» **Action item**: Only a slice of the listing below is wanted. Retype the lines from the one containing "for (i, link) in self.links.iter().enumerate()" through the one containing "for (i, line)", exactly, both ends included.

» **Information given**:
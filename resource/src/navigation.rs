//! Navigation meshes: waypoints, links, and racing lines.
//!
//! Waypoints and links form a cyclic graph — links point at waypoints and
//! waypoints point back at their links. The blob encodes both directions as
//! pointers into the same records, so the load path leans on the context's
//! eager dedup registration: whichever side is reached first becomes the one
//! materialized object and the back-reference resolves to it mid-load.
//!
//! In memory the mesh's own arrays hold the strong references; a waypoint's
//! link list is kept weak so the graph never forms an `Rc` cycle.

use std::cell::RefCell;
use std::rc::{Rc, Weak};

use crate::database::FORMAT_VERSION;
use crate::error::ResourceError;
use crate::load::LoadContext;
use crate::save::SaveContext;
use crate::save_buffer::SaveBuffer;
use crate::scene::SceneNode;
use crate::serializable::ResourceSerializable;

const NAV_MESH_SIZE_V1: usize = 0x20;
const NAV_MESH_SIZE: usize = 0x30;
const WAYPOINT_SIZE: usize = 0x28;
const LINK_SIZE: usize = 0x20;
const RACING_LINE_SIZE: usize = 0x20;
const RACING_SEGMENT_SIZE: usize = 0x10;

/// A navigation mesh.
///
/// Record layout (48 bytes at the current version):
///
/// ```text
/// 0x00  waypoint count     u32
/// 0x04  link count         u32
/// 0x08  waypoints          pointer → array of waypoint pointers
/// 0x10  links              pointer → array of link pointers
/// 0x18  racing line count  u32            (version ≥ 2)
/// 0x20  racing lines       pointer → packed array (version ≥ 2)
/// ```
///
/// Version 1 records stop after the link array (32 bytes) — the layout
/// branch lives in `load`/`save`, not in a separate type.
#[derive(Debug)]
pub struct NavMesh {
    /// Layout version this mesh was read with (current for new meshes).
    pub version: u32,
    pub waypoints: Vec<Rc<RefCell<Waypoint>>>,
    pub links: Vec<Rc<RefCell<NavLink>>>,
    pub racing_lines: Vec<RacingLine>,
}

impl Default for NavMesh {
    fn default() -> Self {
        Self {
            version: FORMAT_VERSION,
            waypoints: Vec::new(),
            links: Vec::new(),
            racing_lines: Vec::new(),
        }
    }
}

/// A waypoint.
///
/// Record layout (40 bytes): name pointer at 0x00, position at 0x08, flag
/// bitset at 0x14, link count at 0x18, pointer to the link pointer array at
/// 0x20.
#[derive(Debug, Default)]
pub struct Waypoint {
    pub name: String,
    pub position: [f32; 3],
    /// Hardware-packed flag bits (bit-mirrored on big-endian targets).
    pub flags: u32,
    links: Vec<Weak<RefCell<NavLink>>>,
}

impl Waypoint {
    /// A waypoint at `position` named `name`.
    pub fn new(name: impl Into<String>, position: [f32; 3]) -> Self {
        Self {
            name: name.into(),
            position,
            flags: 0,
            links: Vec::new(),
        }
    }

    /// The links that depart from or arrive at this waypoint, skipping any
    /// whose owning mesh has dropped them.
    pub fn links(&self) -> Vec<Rc<RefCell<NavLink>>> {
        self.links.iter().filter_map(Weak::upgrade).collect()
    }

    /// Replace the link list (stored weakly; the mesh owns the strong refs).
    pub fn set_links(&mut self, links: &[Rc<RefCell<NavLink>>]) {
        self.links = links.iter().map(Rc::downgrade).collect();
    }
}

/// A traversable edge between two waypoints.
///
/// Record layout (32 bytes): from/to pointers at 0x00/0x08, width at 0x10,
/// one-way wide boolean at 0x14.
#[derive(Debug, Default)]
pub struct NavLink {
    pub from: Option<Rc<RefCell<Waypoint>>>,
    pub to: Option<Rc<RefCell<Waypoint>>>,
    pub width: f32,
    pub one_way: bool,
}

/// An AI racing line.
///
/// Record layout (32 bytes): lap flag (narrow boolean) at 0x00, segment
/// count at 0x04, marker node pointer at 0x08, pointer to the packed segment
/// array at 0x10.
#[derive(Debug, Default)]
pub struct RacingLine {
    /// Whether the line closes into a lap.
    pub lap: bool,
    /// The scene node marking this line, resolved through the database
    /// registry by uid.
    pub marker: Option<Rc<RefCell<SceneNode>>>,
    pub segments: Vec<RacingSegment>,
}

/// One step of a racing line.
///
/// Record layout (16 bytes): waypoint pointer at 0x00, entry speed at 0x08.
#[derive(Debug, Default)]
pub struct RacingSegment {
    pub waypoint: Option<Rc<RefCell<Waypoint>>>,
    pub speed: f32,
}

// -- Serialization --

impl ResourceSerializable for NavMesh {
    fn load(&mut self, ctx: &mut LoadContext<'_>) -> Result<(), ResourceError> {
        let base = ctx.position();
        self.version = ctx.version();
        let waypoint_count = ctx.read_u32(base) as usize;
        let link_count = ctx.read_u32(base + 0x04) as usize;

        // Pointer fields occupy fixed 8-byte slots regardless of the
        // platform's pointer width, so each array read re-seats the cursor.
        ctx.set_position(base + 0x08);
        self.waypoints = ctx.load_pointer_array::<Waypoint>(waypoint_count)?;
        ctx.set_position(base + 0x10);
        self.links = ctx.load_pointer_array::<NavLink>(link_count)?;

        if self.version >= 2 {
            let line_count = ctx.read_u32(base + 0x18) as usize;
            ctx.set_position(base + 0x20);
            self.racing_lines = ctx.load_array_pointer::<RacingLine>(line_count)?;
        }
        Ok(())
    }

    fn save(&self, ctx: &mut SaveContext, buffer: &SaveBuffer) {
        let pointer_size = ctx.platform().pointer_size();
        ctx.write_u32(buffer, 0x00, self.waypoints.len() as u32);
        ctx.write_u32(buffer, 0x04, self.links.len() as u32);

        if !self.waypoints.is_empty() {
            let array = ctx.save_generic_pointer(
                buffer,
                0x08,
                self.waypoints.len() * pointer_size,
                16,
            );
            for (i, waypoint) in self.waypoints.iter().enumerate() {
                ctx.save_shared_pointer(&array, Some(waypoint), i * pointer_size, 16);
            }
        }
        if !self.links.is_empty() {
            let array =
                ctx.save_generic_pointer(buffer, 0x10, self.links.len() * pointer_size, 16);
            for (i, link) in self.links.iter().enumerate() {
                ctx.save_shared_pointer(&array, Some(link), i * pointer_size, 16);
            }
        }

        if self.version >= 2 {
            ctx.write_u32(buffer, 0x18, self.racing_lines.len() as u32);
            if !self.racing_lines.is_empty() {
                let array = ctx.save_generic_pointer(
                    buffer,
                    0x20,
                    self.racing_lines.len() * RACING_LINE_SIZE,
                    16,
                );
                for (i, line) in self.racing_lines.iter().enumerate() {
                    line.save(ctx, &array.at(i * RACING_LINE_SIZE, RACING_LINE_SIZE));
                }
            }
        }
    }

    fn serialized_size(&self) -> usize {
        if self.version < 2 {
            NAV_MESH_SIZE_V1
        } else {
            NAV_MESH_SIZE
        }
    }
}

impl ResourceSerializable for Waypoint {
    fn load(&mut self, ctx: &mut LoadContext<'_>) -> Result<(), ResourceError> {
        let base = ctx.position();
        self.name = ctx.read_string_pointer(base);
        self.position = ctx.read_f32x3(base + 0x08);
        self.flags = ctx.read_bitset32(base + 0x14);
        let link_count = ctx.read_u32(base + 0x18) as usize;
        ctx.set_position(base + 0x20);
        let links = ctx.load_pointer_array::<NavLink>(link_count)?;
        self.links = links.iter().map(Rc::downgrade).collect();
        Ok(())
    }

    fn save(&self, ctx: &mut SaveContext, buffer: &SaveBuffer) {
        let pointer_size = ctx.platform().pointer_size();
        ctx.write_string_pointer(buffer, &self.name, 0x00, false);
        ctx.write_f32x3(buffer, 0x08, self.position);
        ctx.write_bitset32(buffer, 0x14, self.flags);
        let links = self.links();
        ctx.write_u32(buffer, 0x18, links.len() as u32);
        if !links.is_empty() {
            let array =
                ctx.save_generic_pointer(buffer, 0x20, links.len() * pointer_size, 16);
            for (i, link) in links.iter().enumerate() {
                ctx.save_shared_pointer(&array, Some(link), i * pointer_size, 16);
            }
        }
    }

    fn serialized_size(&self) -> usize {
        WAYPOINT_SIZE
    }
}

impl ResourceSerializable for NavLink {
    fn load(&mut self, ctx: &mut LoadContext<'_>) -> Result<(), ResourceError> {
        let base = ctx.position();
        self.from = ctx.load_shared_pointer_at::<Waypoint>(base)?;
        self.to = ctx.load_shared_pointer_at::<Waypoint>(base + 0x08)?;
        self.width = ctx.read_f32(base + 0x10);
        self.one_way = ctx.read_bool(base + 0x14, true);
        Ok(())
    }

    fn save(&self, ctx: &mut SaveContext, buffer: &SaveBuffer) {
        ctx.save_shared_pointer(buffer, self.from.as_ref(), 0x00, 16);
        ctx.save_shared_pointer(buffer, self.to.as_ref(), 0x08, 16);
        ctx.write_f32(buffer, 0x10, self.width);
        ctx.write_bool(buffer, 0x14, self.one_way, true);
    }

    fn serialized_size(&self) -> usize {
        LINK_SIZE
    }
}

impl ResourceSerializable for RacingLine {
    fn load(&mut self, ctx: &mut LoadContext<'_>) -> Result<(), ResourceError> {
        let base = ctx.position();
        self.lap = ctx.read_bool(base, false);
        let segment_count = ctx.read_u32(base + 0x04) as usize;
        self.marker = ctx.load_node_pointer_at(base + 0x08);
        ctx.set_position(base + 0x10);
        self.segments = ctx.load_array_pointer::<RacingSegment>(segment_count)?;
        Ok(())
    }

    fn save(&self, ctx: &mut SaveContext, buffer: &SaveBuffer) {
        ctx.write_bool(buffer, 0x00, self.lap, false);
        ctx.write_u32(buffer, 0x04, self.segments.len() as u32);
        ctx.write_node_pointer(buffer, self.marker.as_ref(), 0x08);
        if !self.segments.is_empty() {
            let array = ctx.save_generic_pointer(
                buffer,
                0x10,
                self.segments.len() * RACING_SEGMENT_SIZE,
                16,
            );
            for (i, segment) in self.segments.iter().enumerate() {
                segment.save(ctx, &array.at(i * RACING_SEGMENT_SIZE, RACING_SEGMENT_SIZE));
            }
        }
    }

    fn serialized_size(&self) -> usize {
        RACING_LINE_SIZE
    }
}

impl ResourceSerializable for RacingSegment {
    fn load(&mut self, ctx: &mut LoadContext<'_>) -> Result<(), ResourceError> {
        let base = ctx.position();
        self.waypoint = ctx.load_shared_pointer_at::<Waypoint>(base)?;
        self.speed = ctx.read_f32(base + 0x08);
        Ok(())
    }

    fn save(&self, ctx: &mut SaveContext, buffer: &SaveBuffer) {
        ctx.save_shared_pointer(buffer, self.waypoint.as_ref(), 0x00, 16);
        ctx.write_f32(buffer, 0x08, self.speed);
    }

    fn serialized_size(&self) -> usize {
        RACING_SEGMENT_SIZE
    }
}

» **Response to this exercise**:
            for (i, link) in self.links.iter().enumerate() {
                ctx.save_shared_pointer(&array, Some(link), i * pointer_size, 16);
            }
        }

        if self.version >= 2 {
            ctx.write_u32(buffer, 0x18, self.racing_lines.len() as u32);
            if !self.racing_lines.is_empty() {
                let array = ctx.save_generic_pointer(
                    buffer,
                    0x20,
                    self.racing_lines.len() * RACING_LINE_SIZE,
                    16,
                );
                for (i, line) in self.racing_lines.iter().enumerate() {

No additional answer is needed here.